I believe that if we take these three examples together we'll come to the same conclusion. The point of Mishpatim, this week's Torah portion, all of these little laws having to do with daily encounters and relationships, is that we can achieve holiness by the way we do business, by the way we buy and sell, hire and fire. The point of the story of the doctor who got a pencil to put in his breakfront is that we can be holy by the way we treat others when they are in pain. And the point of the Chassidic story is that every part of us can be holy, if we use them to do good for others. Inaction is an act. Jews are instructed, yea commanded, not to stand still while our neighbor bleeds.
I conclude with one more line from this week's Torah portion. At the very end of the sedra, the people of Israel are told: Anshe kodesh tihiyu li - you shall be holy people unto Me. Why do we need this extra word anshe - people? Wouldn't it be enough to say "be holy unto Me?" Rabbi Menachim Mendl of Kotsk teaches Anshe kodesh tihiyu li means "be holy human beings unto Me. Angels I have enough of without you."
God wants us to be both holy and mentshen. God wants us to serve the Divine not only by the way we pray and study, but by the way we live, by what we do in the office and in the store, and not just by what we do in the synagogue.

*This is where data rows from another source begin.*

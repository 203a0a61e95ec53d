use std::fs::File;

use bowyer_watson::{triangulate, triangulate_with, Config, CoordType, Triangulation};
use geo_types::{point, Point};

fn tolerance<T>() -> T
where
    T: CoordType,
{
    T::epsilon().sqrt()
}

fn validate<T>(points: &[Point<T>], triangulation: &Triangulation<T>)
where
    T: CoordType,
{
    assert!(!triangulation.is_empty(), "Expected a non-empty triangulation");

    // only input points are used as vertices
    for t in triangulation.triangles.iter() {
        assert!(
            t.vertices.iter().all(|&v| v < points.len()),
            "Supra-triangle vertex left in the output: {:?}",
            t.vertices
        );
    }

    // triangles are counter-clockwise
    for t in triangulation.triangles.iter() {
        let [a, b, c] = t.vertices;
        assert!(
            points[a].cross_prod(points[b], points[c]) > T::zero(),
            "Triangle {:?} is not counter-clockwise",
            t.vertices
        );
    }

    // empty circumcircles
    let violations = triangulation.delaunay_violations(points, tolerance());
    assert!(
        violations.is_empty(),
        "Delaunay property violated by triangles {:?}",
        violations
    );

    // triangles tile the region bounded by the hull: no gaps, no overlaps
    let hull_area = {
        let hull = triangulation.hull();
        let mut hull_areas = Vec::new();
        let mut i = 0;
        let mut j = hull.len() - 1;
        while i < hull.len() {
            let p0 = &points[hull[j]];
            let p = &points[hull[i]];
            hull_areas.push((p.x() - p0.x()) * (p.y() + p0.y()));
            j = i;
            i += 1;
        }
        sum(&hull_areas).abs()
    };
    let triangles_area = {
        let triangle_areas: Vec<T> = triangulation
            .triangles
            .iter()
            .map(|t| {
                let [a, b, c] = t.vertices;
                let (a, b, c) = (points[a], points[b], points[c]);
                ((b.y() - a.y()) * (c.x() - b.x()) - (b.x() - a.x()) * (c.y() - b.y())).abs()
            })
            .collect();
        sum(&triangle_areas)
    };

    let err = ((hull_area - triangles_area) / hull_area).abs();
    if err > tolerance() {
        panic!("Triangulation is broken: {:?} error", err);
    }
}

/// With a generous supra margin the outer boundary is the convex hull and
/// the triangle count follows `2n - h - 2`.
fn validate_convex<T>(points: &[Point<T>], triangulation: &Triangulation<T>)
where
    T: CoordType,
{
    let hull = triangulation.hull();
    let h = hull.len();

    for i in 0..h {
        let p = points[hull[i]];
        let q = points[hull[(i + 1) % h]];
        let r = points[hull[(i + 2) % h]];
        assert!(
            p.cross_prod(q, r) > T::zero(),
            "Hull turns clockwise or is flat at point {}",
            hull[(i + 1) % h]
        );
        for s in points.iter() {
            assert!(
                p.cross_prod(q, *s) >= T::zero(),
                "Point {:?} lies outside the hull",
                s
            );
        }
    }

    let n = points.len() - triangulation.skipped.len();
    assert_eq!(triangulation.len(), 2 * n - h - 2);
}

fn wide<'a, T>() -> Config<'a, T>
where
    T: CoordType,
{
    Config::new().margin(T::from(100).unwrap())
}

pub fn basic<T>()
where
    T: CoordType,
{
    let points = load_fixture::<T>("tests/fixtures/basic.json");
    validate(&points, &triangulate(&points).unwrap());

    let triangulation = triangulate_with(&points, wide()).unwrap();
    validate(&points, &triangulation);
    validate_convex(&points, &triangulation);
}

pub fn fixtures<T>()
where
    T: CoordType,
{
    for path in ["tests/fixtures/uniform.json", "tests/fixtures/clusters.json"].iter() {
        let points = load_fixture::<T>(path);
        validate(&points, &triangulate(&points).unwrap());
    }
}

pub fn convex_hull<T>()
where
    T: CoordType,
{
    for path in ["tests/fixtures/uniform.json", "tests/fixtures/clusters.json"].iter() {
        let points = load_fixture::<T>(path);
        let triangulation = triangulate_with(&points, wide()).unwrap();
        validate(&points, &triangulation);
        validate_convex(&points, &triangulation);
    }
}

pub fn robustness<T>()
where
    T: CoordType,
{
    for path in ["tests/fixtures/basic.json", "tests/fixtures/uniform.json"].iter() {
        let points = load_fixture::<T>(path);
        let reference = triangulate(&points).unwrap();

        for &scale in [1e-9, 1e-2, 100.0, 1e9].iter() {
            let scaled = scale_points(&points, T::from(scale).unwrap());

            let triangulation = triangulate(&scaled).unwrap();
            validate(&scaled, &triangulation);
            assert_eq!(
                triangulation.len(),
                reference.len(),
                "Triangle count changed at scale {}",
                scale
            );

            let triangulation = triangulate_with(&scaled, wide()).unwrap();
            validate(&scaled, &triangulation);
            validate_convex(&scaled, &triangulation);
        }
    }
}

pub fn single_triangle<T>()
where
    T: CoordType,
{
    let points = vec![
        point!(x: T::zero(), y: T::zero()),
        point!(x: T::one(), y: T::zero()),
        point!(x: T::zero(), y: T::one()),
    ];
    let triangulation = triangulate(&points).unwrap();

    assert_eq!(triangulation.len(), 1, "Expected a single triangle");
    let mut vertices = triangulation.triangles[0].vertices;
    vertices.sort_unstable();
    assert_eq!(vertices, [0, 1, 2]);
}

pub fn square_with_center<T>()
where
    T: CoordType,
{
    let two = T::from(2).unwrap();
    let points = vec![
        point!(x: T::zero(), y: T::zero()),
        point!(x: two, y: T::zero()),
        point!(x: two, y: two),
        point!(x: T::zero(), y: two),
        point!(x: T::one(), y: T::one()),
    ];
    let triangulation = triangulate(&points).unwrap();

    assert_eq!(triangulation.len(), 4, "Expected 4 triangles (square + center)");
    assert!(
        triangulation.triangles.iter().all(|t| t.contains_vertex(4)),
        "Expected every triangle to share the center"
    );
    assert_eq!(triangulation.hull(), vec![0, 1, 2, 3]);
    validate(&points, &triangulation);
}

pub fn cocircular<T>()
where
    T: CoordType,
{
    let points = vec![
        point!(x: T::zero(), y: T::zero()),
        point!(x: T::one(), y: T::zero()),
        point!(x: T::one(), y: T::one()),
        point!(x: T::zero(), y: T::one()),
    ];
    let triangulation = triangulate(&points).unwrap();

    // either diagonal is valid
    assert_eq!(triangulation.len(), 2, "Expected 2 triangles (square)");
    validate(&points, &triangulation);
}

pub fn bad_input<T>()
where
    T: CoordType,
{
    let mut points = vec![];
    assert!(triangulate::<T>(&points).is_err(), "Expected an error (0 point)");

    points.push(point!(x: T::zero(), y: T::zero()));
    assert!(triangulate(&points).is_err(), "Expected an error (1 point)");

    points.push(point!(x: T::one(), y: T::zero()));
    assert!(triangulate(&points).is_err(), "Expected an error (2 points)");

    points.push(point!(x: T::from(2).unwrap(), y: T::zero()));
    let triangulation = triangulate(&points).unwrap();
    assert!(
        triangulation.is_empty(),
        "Expected no triangles (3 collinear points)"
    );
    assert!(triangulation.hull().is_empty(), "Expected no hull (3 collinear points)");

    points.push(point!(x: T::one(), y: T::one()));
    let triangulation = triangulate(&points).unwrap();
    assert_eq!(triangulation.len(), 2);
    validate(&points, &triangulation);
}

pub fn duplicates<T>()
where
    T: CoordType,
{
    let mut points = load_fixture::<T>("tests/fixtures/basic.json");
    let n = points.len();
    points.push(points[3]);
    points.push(points[11]);
    points.push(points[3]);

    let triangulation = triangulate(&points).unwrap();
    assert_eq!(triangulation.skipped, vec![n, n + 1, n + 2]);
    for t in triangulation.triangles.iter() {
        assert!(t.vertices.iter().all(|&v| v < n));
    }
    validate(&points, &triangulation);

    let reference = triangulate(&points[..n]).unwrap();
    assert_eq!(triangulation.len(), reference.len());
}

fn scale_points<T>(points: &[Point<T>], scale: T) -> Vec<Point<T>>
where
    T: CoordType,
{
    points
        .iter()
        .map(|p| point!(x: p.x() * scale, y: p.y() * scale))
        .collect()
}

fn load_fixture<T>(path: &str) -> Vec<Point<T>>
where
    T: CoordType,
{
    let file = File::open(path).unwrap();
    let u: Vec<(f64, f64)> = serde_json::from_reader(file).unwrap();
    u.iter()
        .map(|p| {
            let x = T::from(p.0);
            assert!(
                x.is_some(),
                "Unable to parse {} into {}",
                p.0,
                std::any::type_name::<T>()
            );

            let y = T::from(p.1);
            assert!(
                y.is_some(),
                "Unable to parse {} into {}",
                p.1,
                std::any::type_name::<T>()
            );
            point!(x: x.unwrap(), y: y.unwrap())
        })
        .collect()
}

// Kahan and Babuska summation, Neumaier variant; accumulates less FP error
fn sum<T>(x: &[T]) -> T
where
    T: CoordType,
{
    let mut sum = x[0];
    let mut err: T = T::zero();
    for &k in x.iter().skip(1) {
        let m = sum + k;
        err = err
            + if sum.abs() >= k.abs() {
                sum - m + k
            } else {
                k - m + sum
            };
        sum = m;
    }
    sum + err
}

Abraham Joshua Heschel put it so well years ago. God is either everywhere or nowhere; the Parent of all men and women, or of no men and women; concerned about everything, or nothing. To understand this - to understand that we serve God by how we live and how we love and how we help one another - this is what Jews mean by holiness. Anshe Kodesh - we have the potential, all of us, to be holy people. Kayn y'hi ratzon - may God help us fulfill our potential. Amen
This message is based on the writings of Rabbi Jack Riemer, and I am grateful for his insights and wisdom.